La biomasa es esencial para los países en desarrollo
En los países ricos se está invirtiendo con decisión en las energías solar y eólica. Bien. El medio ambiente lo agradecerá y es una forma de luchar contra el cambio climático. Pero uno de los problemas que presentan ambas fuentes de energía es que se necesitan un alto nivel de tecnología para poder usarlas. Los países pobres no tienen esa posibilidad por sí mismos.

En cambio, la biomasa, no sólo está disponible para todos en diferentes formas, sino que es tecnológicamente accesible para cualquier país, cualquier comunidad. No en vano, la biomasa se ha utilizado desde que se descubrió el fuego, en los albores de la humanidad. Desde la madera de los árboles hasta la cascarilla de arroz, pasando por ramas de eucalipto o el estiércol de vaca, cada región puede disponer de la biomasa que más le beneficie.
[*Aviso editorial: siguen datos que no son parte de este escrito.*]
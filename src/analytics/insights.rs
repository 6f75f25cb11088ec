//! Insight generation for the `analyze_users` operation.
//!
//! Rule based insights are always produced. When a [`TextInsightGenerator`] is
//! configured it is asked for additional strategic insights; when none is
//! configured, or it fails, the analysis degrades to the rule based insights plus
//! a note, and the call still succeeds.

use super::DomainHistogram;
use crate::model::{UserRecord, email_domain};
use crate::progress::ProgressTracker;
use async_trait::async_trait;
use log::debug;
use serde::{Serialize, Serializer};
use serde_json::json;

/// Line placed in front of externally generated insights.
pub const EXTERNAL_INSIGHTS_HEADER: &str = "AI-Powered Strategic Insights:";
/// Line used when no external insights could be produced.
pub const EXTERNAL_INSIGHTS_UNAVAILABLE: &str = "AI insights not available in this environment";

/// Errors reported by a text insight generator.
#[derive(Debug, Clone, thiserror::Error)]
pub enum InsightError {
    /// The capability exists but cannot be used right now (e.g. client lacks sampling)
    #[error("text generation unavailable: {0}")]
    Unavailable(String),

    /// The generator was reached but produced no usable answer
    #[error("text generation failed: {0}")]
    Failed(String),
}

/// Optional external capability producing free text from a prompt.
///
/// Typically backed by an LLM sampling request to the MCP client.
#[async_trait]
pub trait TextInsightGenerator: Send + Sync {
    async fn generate(&self, prompt: &str) -> Result<String, InsightError>;
}

/// Result of analyzing a non-empty collection.
#[derive(Debug, Clone, PartialEq, Serialize)]
pub struct UserAnalysis {
    pub total_users: usize,
    pub email_domains: DomainHistogram,
    pub insights: Vec<String>,
}

/// Analysis result, or the marker for an empty collection.
#[derive(Debug, Clone, PartialEq)]
pub enum AnalysisOutcome {
    NoUsers,
    Analysis(UserAnalysis),
}

impl AnalysisOutcome {
    pub const NO_USERS_MESSAGE: &'static str = "No users to analyze";

    pub fn analysis(&self) -> Option<&UserAnalysis> {
        match self {
            Self::Analysis(analysis) => Some(analysis),
            Self::NoUsers => None,
        }
    }
}

impl Serialize for AnalysisOutcome {
    fn serialize<S: Serializer>(&self, serializer: S) -> Result<S::Ok, S::Error> {
        match self {
            Self::NoUsers => json!({"analysis": Self::NO_USERS_MESSAGE}).serialize(serializer),
            Self::Analysis(analysis) => analysis.serialize(serializer),
        }
    }
}

/// Insights derived from the domain histogram, the names and the email format.
pub fn rule_insights(records: &[UserRecord], domains: &DomainHistogram) -> Vec<String> {
    let mut insights = Vec::new();

    if let Some((top, count)) = domains.most_common() {
        let domain_count = domains.len();
        insights.push(format!("Found {} unique email domains", domain_count));
        insights.push(format!("Most common domain: {} ({} users)", top, count));
        if domain_count > 3 {
            insights.push("Good diversity in email domains".to_string());
        } else if domain_count == 1 {
            insights.push("All users from single domain - consider expanding reach".to_string());
        }
    }

    let name_lengths: Vec<usize> = records
        .iter()
        .filter(|r| !r.name_or_empty().is_empty())
        .map(UserRecord::name_len)
        .collect();
    if !name_lengths.is_empty() {
        let avg = name_lengths.iter().sum::<usize>() as f64 / name_lengths.len() as f64;
        insights.push(format!("Average name length: {:.1} characters", avg));
        if avg > 15.0 {
            insights.push("Users tend to have longer names".to_string());
        } else if avg < 8.0 {
            insights.push("Users tend to have shorter names".to_string());
        }
    }

    let well_formed = records
        .iter()
        .filter(|r| email_domain(r.email_or_empty()).is_some())
        .count();
    if well_formed < records.len() {
        insights.push(format!(
            "Data quality issue: {} users with invalid emails",
            records.len() - well_formed
        ));
    } else {
        insights.push("All users have valid email format".to_string());
    }

    insights
}

/// Prompt handed to the external generator.
pub fn insight_prompt(total_users: usize, domains: &DomainHistogram, basic: &[String]) -> String {
    format!(
        "Analyze this user data and provide strategic insights:\n\
         \n\
         Data Summary:\n\
         - Total users: {total_users}\n\
         - Email domains: {domains}\n\
         - Basic insights: {basic:?}\n\
         \n\
         Please provide 3-5 strategic insights about:\n\
         1. User acquisition patterns\n\
         2. Market reach and diversity\n\
         3. Potential growth opportunities\n\
         4. Data quality recommendations\n\
         \n\
         Keep insights concise and actionable."
    )
}

/// Run the staged analysis over a non-empty collection.
///
/// The caller reports 0% and, after loading, 20%. This function covers domain
/// counting (20-60%), rule insights (to 75%), external insights (to 90%) and
/// finalization (to 100%).
pub async fn analyze_users(
    records: &[UserRecord],
    generator: Option<&dyn TextInsightGenerator>,
    tracker: &mut ProgressTracker<'_>,
) -> UserAnalysis {
    let sink = tracker.sink();

    sink.info("Analyzing email domains...");
    let mut domains = DomainHistogram::new();
    for (i, record) in records.iter().enumerate() {
        domains.record_email(record);
        tracker.advance_within(20, 40, i, records.len());
    }
    tracker.advance_to(60);

    sink.info("Generating insights...");
    let mut insights = rule_insights(records, &domains);
    tracker.advance_to(75);

    sink.info("Generating AI-powered insights...");
    let external = match generator {
        Some(generator) => {
            let prompt = insight_prompt(records.len(), &domains, &insights);
            generator.generate(&prompt).await
        }
        None => Err(InsightError::Unavailable(
            "no text generator configured".to_string(),
        )),
    };
    match external {
        Ok(text) => {
            debug!("External insights received ({} chars)", text.len());
            insights.push(EXTERNAL_INSIGHTS_HEADER.to_string());
            insights.push(text);
        }
        Err(e) => {
            sink.warning(&format!("AI insights unavailable: {}", e));
            insights.push(EXTERNAL_INSIGHTS_UNAVAILABLE.to_string());
        }
    }
    tracker.advance_to(90);

    sink.info("Finalizing analysis...");
    tracker.advance_to(100);
    sink.info("User analysis completed successfully");

    UserAnalysis {
        total_users: records.len(),
        email_domains: domains,
        insights,
    }
}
El problema es que la biomasa se ha ganado una mala reputación, la idea de que es una energía del pasado, peligrosa para la salud, una energía de pobres, sucia, etc. Sin embargo, es una energía renovable de la que dependen millones de personas en todo el mundo.

Se trata, pues, de que la combustión de la biomasa se realice de forma limpia. Es algo esencial para que millones de personas puedan escapar de la pobreza y el hambre. Pero, para ello, hay que pensar en pequeño, no en grandes centrales hidroeléctricas, ni en enormes parques solares, sino en la posibilidad de que cada hogar, de que cada comunidad pueda proveerse de energía de forma autosuficiente, sin ayuda de otros países o grandes multinacionales de la energía.

La India es uno de los países que más confía en esta fuente de energía. Es el único país del mundo con un Ministerio de Energías Nuevas y Renovables. Y busca nuevos métodos de producción de energía mediante residuos de plantas y animales. Pero también Alemania está desarrollando la biomasa, con lo que ha logrado reducir sus emisiones de carbono en los últimos veinte años más que cualquier otra nación desarrollada. Cubre el 7% de sus necesidades energéticas con biomasa y puede llegar hasta el 15% a finales de esta década.